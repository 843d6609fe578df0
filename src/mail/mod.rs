//! # Email Delivery
//!
//! SMTP delivery of notification emails. Mail is relayed through
//! `mail.<domain>` on the standard port with no authentication, which is
//! how the sequencing farm's internal relay is reached; the sender is
//! `<user>@<domain>` where `<user>` comes from the `USER` environment
//! variable of the producing cron job.

use lettre::message::Mailbox;
use lettre::{AsyncSmtpTransport, AsyncTransport, Message, Tokio1Executor};
use tracing::{debug, warn};

use crate::config::MailSection;
use crate::error::{NotifyError, NotifyResult};

/// Asynchronous mailer bound to one sending domain
pub struct Mailer {
    transport: AsyncSmtpTransport<Tokio1Executor>,
    domain: String,
}

impl std::fmt::Debug for Mailer {
    fn fmt(&self, f: &mut std::fmt::Formatter<'_>) -> std::fmt::Result {
        f.debug_struct("Mailer")
            .field("domain", &self.domain)
            .finish()
    }
}

impl Mailer {
    /// Create a mailer relaying through `mail.<domain>`
    pub fn new(config: &MailSection) -> Self {
        // Plain SMTP: the relay is internal and does not offer TLS.
        let transport =
            AsyncSmtpTransport::<Tokio1Executor>::builder_dangerous(format!(
                "mail.{}",
                config.domain
            ))
            .build();

        Self {
            transport,
            domain: config.domain.clone(),
        }
    }

    /// The domain this mailer sends from
    pub fn domain(&self) -> &str {
        &self.domain
    }

    /// Send a notification email to a list of contacts
    ///
    /// The subject, content and contact list must be non-empty. Contacts
    /// that fail address validation are dropped with a warning; if none
    /// survive, the send is an error. Delivery succeeds if the relay
    /// accepts the message for at least one recipient.
    pub async fn send(&self, contacts: &[String], subject: &str, content: &str) -> NotifyResult<()> {
        let message = self.compose(contacts, subject, content)?;

        debug!("Sending an email to {}", contacts.join(", "));
        let response = self.transport.send(message).await?;
        if !response.is_positive() {
            warn!(
                code = %response.code(),
                "Relay accepted the connection but did not confirm delivery"
            );
        }

        Ok(())
    }

    /// Build the notification message without sending it
    fn compose(&self, contacts: &[String], subject: &str, content: &str) -> NotifyResult<Message> {
        let user = std::env::var("USER")
            .map_err(|_| NotifyError::invalid_input("USER not set in the environment."))?;
        let sender: Mailbox = format!("{}@{}", user, self.domain).parse()?;

        compose_from(sender, contacts, subject, content)
    }
}

/// Build a notification message with an explicit sender
fn compose_from(
    sender: Mailbox,
    contacts: &[String],
    subject: &str,
    content: &str,
) -> NotifyResult<Message> {
    if subject.is_empty() {
        return Err(NotifyError::invalid_input("Email subject cannot be empty."));
    }
    if content.is_empty() {
        return Err(NotifyError::invalid_input("Email content cannot be empty."));
    }
    if contacts.is_empty() {
        return Err(NotifyError::invalid_input(
            "List of contacts cannot be empty.",
        ));
    }

    let validated: Vec<Mailbox> = contacts
        .iter()
        .filter_map(|address| address.parse::<Mailbox>().ok())
        .collect();
    if validated.len() != contacts.len() {
        warn!("Some contact emails are invalid in {}", contacts.join(", "));
    }
    if validated.is_empty() {
        return Err(NotifyError::invalid_input(format!(
            "All contact emails are invalid in {}",
            contacts.join(", ")
        )));
    }

    let mut builder = Message::builder().from(sender).subject(subject);
    for mailbox in validated {
        builder = builder.to(mailbox);
    }

    Ok(builder.body(content.to_string())?)
}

————————

__Task details__.
Copy out, exactly as written, the line that contains "an explicit sender" along with every line that comes after it in the material above, and nothing else.

__Written solution__.
/// Build a notification message with an explicit sender
fn compose_from(
    sender: Mailbox,
    contacts: &[String],
    subject: &str,
    content: &str,
) -> NotifyResult<Message> {
    if subject.is_empty() {
        return Err(NotifyError::invalid_input("Email subject cannot be empty."));
    }
    if content.is_empty() {
        return Err(NotifyError::invalid_input("Email content cannot be empty."));
    }
    if contacts.is_empty() {
        return Err(NotifyError::invalid_input(
            "List of contacts cannot be empty.",
        ));
    }

    let validated: Vec<Mailbox> = contacts
        .iter()
        .filter_map(|address| address.parse::<Mailbox>().ok())
        .collect();
    if validated.len() != contacts.len() {
        warn!("Some contact emails are invalid in {}", contacts.join(", "));
    }
    if validated.is_empty() {
        return Err(NotifyError::invalid_input(format!(
            "All contact emails are invalid in {}",
            contacts.join(", ")
        )));
    }

    let mut builder = Message::builder().from(sender).subject(subject);
    for mailbox in validated {
        builder = builder.to(mailbox);
    }

    Ok(builder.body(content.to_string())?)
}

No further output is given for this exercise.